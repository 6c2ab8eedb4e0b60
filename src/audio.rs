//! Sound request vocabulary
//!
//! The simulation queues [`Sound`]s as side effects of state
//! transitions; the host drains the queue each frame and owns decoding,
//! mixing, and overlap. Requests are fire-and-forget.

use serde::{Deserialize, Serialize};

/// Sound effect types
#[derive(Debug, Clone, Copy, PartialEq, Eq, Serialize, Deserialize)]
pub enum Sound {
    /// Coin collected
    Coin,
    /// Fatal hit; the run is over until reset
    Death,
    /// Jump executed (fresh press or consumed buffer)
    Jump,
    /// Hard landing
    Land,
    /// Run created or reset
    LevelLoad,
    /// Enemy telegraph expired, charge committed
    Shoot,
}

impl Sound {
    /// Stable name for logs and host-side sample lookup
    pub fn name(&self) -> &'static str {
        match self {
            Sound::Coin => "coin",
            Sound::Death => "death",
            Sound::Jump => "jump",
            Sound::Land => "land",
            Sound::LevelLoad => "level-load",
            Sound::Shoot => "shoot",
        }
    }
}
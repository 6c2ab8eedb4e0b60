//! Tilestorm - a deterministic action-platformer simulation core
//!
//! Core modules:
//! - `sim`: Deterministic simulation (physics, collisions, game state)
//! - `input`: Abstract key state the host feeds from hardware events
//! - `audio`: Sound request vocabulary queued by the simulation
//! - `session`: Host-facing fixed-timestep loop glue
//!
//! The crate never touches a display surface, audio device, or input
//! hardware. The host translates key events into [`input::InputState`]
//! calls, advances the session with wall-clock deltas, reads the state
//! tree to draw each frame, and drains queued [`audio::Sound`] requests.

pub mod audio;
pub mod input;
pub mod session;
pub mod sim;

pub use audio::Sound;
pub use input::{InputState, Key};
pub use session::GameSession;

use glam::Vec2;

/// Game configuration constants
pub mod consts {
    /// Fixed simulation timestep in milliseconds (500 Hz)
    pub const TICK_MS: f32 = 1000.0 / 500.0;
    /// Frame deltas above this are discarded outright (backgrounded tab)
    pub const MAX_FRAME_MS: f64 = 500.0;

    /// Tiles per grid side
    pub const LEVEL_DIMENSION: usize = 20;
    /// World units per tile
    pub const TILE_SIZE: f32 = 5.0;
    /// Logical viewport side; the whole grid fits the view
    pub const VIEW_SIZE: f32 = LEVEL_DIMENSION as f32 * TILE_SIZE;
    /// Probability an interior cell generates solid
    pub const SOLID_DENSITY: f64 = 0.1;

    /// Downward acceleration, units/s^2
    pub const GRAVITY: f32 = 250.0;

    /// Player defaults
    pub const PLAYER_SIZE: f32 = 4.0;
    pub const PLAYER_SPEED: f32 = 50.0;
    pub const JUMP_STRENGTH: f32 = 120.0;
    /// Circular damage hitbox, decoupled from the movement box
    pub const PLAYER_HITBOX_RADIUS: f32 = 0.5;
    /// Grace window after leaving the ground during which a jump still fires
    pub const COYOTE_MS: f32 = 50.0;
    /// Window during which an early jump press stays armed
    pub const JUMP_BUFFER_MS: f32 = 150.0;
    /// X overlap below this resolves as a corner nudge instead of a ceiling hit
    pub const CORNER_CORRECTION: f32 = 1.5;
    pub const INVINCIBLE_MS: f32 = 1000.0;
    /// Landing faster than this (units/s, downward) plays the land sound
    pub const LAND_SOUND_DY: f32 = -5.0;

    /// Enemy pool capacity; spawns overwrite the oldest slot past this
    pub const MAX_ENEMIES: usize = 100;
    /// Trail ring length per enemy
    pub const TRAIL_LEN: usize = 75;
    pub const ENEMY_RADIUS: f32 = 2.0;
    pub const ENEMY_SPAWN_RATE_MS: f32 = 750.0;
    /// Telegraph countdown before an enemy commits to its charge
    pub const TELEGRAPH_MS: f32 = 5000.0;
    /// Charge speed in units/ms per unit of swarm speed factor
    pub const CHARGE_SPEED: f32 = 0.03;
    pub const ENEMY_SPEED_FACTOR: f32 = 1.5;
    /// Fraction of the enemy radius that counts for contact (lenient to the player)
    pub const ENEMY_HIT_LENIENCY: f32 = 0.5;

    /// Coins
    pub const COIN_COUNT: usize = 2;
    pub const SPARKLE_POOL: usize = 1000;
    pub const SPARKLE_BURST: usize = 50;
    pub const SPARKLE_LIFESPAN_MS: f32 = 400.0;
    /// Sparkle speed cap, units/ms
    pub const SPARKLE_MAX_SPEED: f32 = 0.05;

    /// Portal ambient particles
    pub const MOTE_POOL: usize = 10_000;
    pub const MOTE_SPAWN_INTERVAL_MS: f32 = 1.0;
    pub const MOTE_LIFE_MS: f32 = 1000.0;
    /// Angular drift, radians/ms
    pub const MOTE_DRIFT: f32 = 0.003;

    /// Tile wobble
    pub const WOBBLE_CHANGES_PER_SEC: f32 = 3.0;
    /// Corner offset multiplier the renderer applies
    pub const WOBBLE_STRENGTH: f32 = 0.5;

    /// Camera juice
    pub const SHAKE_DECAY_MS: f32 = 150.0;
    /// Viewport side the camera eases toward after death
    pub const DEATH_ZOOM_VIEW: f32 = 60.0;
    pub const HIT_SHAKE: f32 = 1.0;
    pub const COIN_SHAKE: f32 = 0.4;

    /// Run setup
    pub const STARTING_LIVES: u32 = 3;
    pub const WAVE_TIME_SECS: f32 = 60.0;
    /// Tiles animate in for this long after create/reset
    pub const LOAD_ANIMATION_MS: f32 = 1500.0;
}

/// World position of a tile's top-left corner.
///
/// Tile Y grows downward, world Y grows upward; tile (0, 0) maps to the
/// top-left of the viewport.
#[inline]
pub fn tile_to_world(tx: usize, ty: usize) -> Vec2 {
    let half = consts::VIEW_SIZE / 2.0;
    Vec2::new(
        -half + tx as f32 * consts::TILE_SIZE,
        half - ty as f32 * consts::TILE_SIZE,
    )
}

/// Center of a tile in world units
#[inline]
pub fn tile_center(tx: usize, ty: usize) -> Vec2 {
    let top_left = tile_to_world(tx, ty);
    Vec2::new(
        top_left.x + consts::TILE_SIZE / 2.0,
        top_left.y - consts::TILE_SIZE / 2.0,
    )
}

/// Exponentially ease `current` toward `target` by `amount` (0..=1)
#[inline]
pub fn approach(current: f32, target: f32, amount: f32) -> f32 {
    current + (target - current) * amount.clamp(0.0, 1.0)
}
• • • •
== Exercise instructions ==
The full listing above is to be copied exactly, line for line.

== Answer section ==
repository 6c2ab8eedb4e0b60
filename src/audio.rs
//! Sound request vocabulary
//!
//! The simulation queues [`Sound`]s as side effects of state
//! transitions; the host drains the queue each frame and owns decoding,
//! mixing, and overlap. Requests are fire-and-forget.

use serde::{Deserialize, Serialize};

/// Sound effect types
#[derive(Debug, Clone, Copy, PartialEq, Eq, Serialize, Deserialize)]
pub enum Sound {
    /// Coin collected
    Coin,
    /// Fatal hit; the run is over until reset
    Death,
    /// Jump executed (fresh press or consumed buffer)
    Jump,
    /// Hard landing
    Land,
    /// Run created or reset
    LevelLoad,
    /// Enemy telegraph expired, charge committed
    Shoot,
}

impl Sound {
    /// Stable name for logs and host-side sample lookup
    pub fn name(&self) -> &'static str {
        match self {
            Sound::Coin => "coin",
            Sound::Death => "death",
            Sound::Jump => "jump",
            Sound::Land => "land",
            Sound::LevelLoad => "level-load",
            Sound::Shoot => "shoot",
        }
    }
}
repository 6c2ab8eedb4e0b60
//! Tilestorm - a deterministic action-platformer simulation core
//!
//! Core modules:
//! - `sim`: Deterministic simulation (physics, collisions, game state)
//! - `input`: Abstract key state the host feeds from hardware events
//! - `audio`: Sound request vocabulary queued by the simulation
//! - `session`: Host-facing fixed-timestep loop glue
//!
//! The crate never touches a display surface, audio device, or input
//! hardware. The host translates key events into [`input::InputState`]
//! calls, advances the session with wall-clock deltas, reads the state
//! tree to draw each frame, and drains queued [`audio::Sound`] requests.

pub mod audio;
pub mod input;
pub mod session;
pub mod sim;

pub use audio::Sound;
pub use input::{InputState, Key};
pub use session::GameSession;

use glam::Vec2;

/// Game configuration constants
pub mod consts {
    /// Fixed simulation timestep in milliseconds (500 Hz)
    pub const TICK_MS: f32 = 1000.0 / 500.0;
    /// Frame deltas above this are discarded outright (backgrounded tab)
    pub const MAX_FRAME_MS: f64 = 500.0;

    /// Tiles per grid side
    pub const LEVEL_DIMENSION: usize = 20;
    /// World units per tile
    pub const TILE_SIZE: f32 = 5.0;
    /// Logical viewport side; the whole grid fits the view
    pub const VIEW_SIZE: f32 = LEVEL_DIMENSION as f32 * TILE_SIZE;
    /// Probability an interior cell generates solid
    pub const SOLID_DENSITY: f64 = 0.1;

    /// Downward acceleration, units/s^2
    pub const GRAVITY: f32 = 250.0;

    /// Player defaults
    pub const PLAYER_SIZE: f32 = 4.0;
    pub const PLAYER_SPEED: f32 = 50.0;
    pub const JUMP_STRENGTH: f32 = 120.0;
    /// Circular damage hitbox, decoupled from the movement box
    pub const PLAYER_HITBOX_RADIUS: f32 = 0.5;
    /// Grace window after leaving the ground during which a jump still fires
    pub const COYOTE_MS: f32 = 50.0;
    /// Window during which an early jump press stays armed
    pub const JUMP_BUFFER_MS: f32 = 150.0;
    /// X overlap below this resolves as a corner nudge instead of a ceiling hit
    pub const CORNER_CORRECTION: f32 = 1.5;
    pub const INVINCIBLE_MS: f32 = 1000.0;
    /// Landing faster than this (units/s, downward) plays the land sound
    pub const LAND_SOUND_DY: f32 = -5.0;

    /// Enemy pool capacity; spawns overwrite the oldest slot past this
    pub const MAX_ENEMIES: usize = 100;
    /// Trail ring length per enemy
    pub const TRAIL_LEN: usize = 75;
    pub const ENEMY_RADIUS: f32 = 2.0;
    pub const ENEMY_SPAWN_RATE_MS: f32 = 750.0;
    /// Telegraph countdown before an enemy commits to its charge
    pub const TELEGRAPH_MS: f32 = 5000.0;
    /// Charge speed in units/ms per unit of swarm speed factor
    pub const CHARGE_SPEED: f32 = 0.03;
    pub const ENEMY_SPEED_FACTOR: f32 = 1.5;
    /// Fraction of the enemy radius that counts for contact (lenient to the player)
    pub const ENEMY_HIT_LENIENCY: f32 = 0.5;

    /// Coins
    pub const COIN_COUNT: usize = 2;
    pub const SPARKLE_POOL: usize = 1000;
    pub const SPARKLE_BURST: usize = 50;
    pub const SPARKLE_LIFESPAN_MS: f32 = 400.0;
    /// Sparkle speed cap, units/ms
    pub const SPARKLE_MAX_SPEED: f32 = 0.05;

    /// Portal ambient particles
    pub const MOTE_POOL: usize = 10_000;
    pub const MOTE_SPAWN_INTERVAL_MS: f32 = 1.0;
    pub const MOTE_LIFE_MS: f32 = 1000.0;
    /// Angular drift, radians/ms
    pub const MOTE_DRIFT: f32 = 0.003;

    /// Tile wobble
    pub const WOBBLE_CHANGES_PER_SEC: f32 = 3.0;
    /// Corner offset multiplier the renderer applies
    pub const WOBBLE_STRENGTH: f32 = 0.5;

    /// Camera juice
    pub const SHAKE_DECAY_MS: f32 = 150.0;
    /// Viewport side the camera eases toward after death
    pub const DEATH_ZOOM_VIEW: f32 = 60.0;
    pub const HIT_SHAKE: f32 = 1.0;
    pub const COIN_SHAKE: f32 = 0.4;

    /// Run setup
    pub const STARTING_LIVES: u32 = 3;
    pub const WAVE_TIME_SECS: f32 = 60.0;
    /// Tiles animate in for this long after create/reset
    pub const LOAD_ANIMATION_MS: f32 = 1500.0;
}

/// World position of a tile's top-left corner.
///
/// Tile Y grows downward, world Y grows upward; tile (0, 0) maps to the
/// top-left of the viewport.
#[inline]
pub fn tile_to_world(tx: usize, ty: usize) -> Vec2 {
    let half = consts::VIEW_SIZE / 2.0;
    Vec2::new(
        -half + tx as f32 * consts::TILE_SIZE,
        half - ty as f32 * consts::TILE_SIZE,
    )
}

/// Center of a tile in world units
#[inline]
pub fn tile_center(tx: usize, ty: usize) -> Vec2 {
    let top_left = tile_to_world(tx, ty);
    Vec2::new(
        top_left.x + consts::TILE_SIZE / 2.0,
        top_left.y - consts::TILE_SIZE / 2.0,
    )
}

/// Exponentially ease `current` toward `target` by `amount` (0..=1)
#[inline]
pub fn approach(current: f32, target: f32, amount: f32) -> f32 {
    current + (target - current) * amount.clamp(0.0, 1.0)
}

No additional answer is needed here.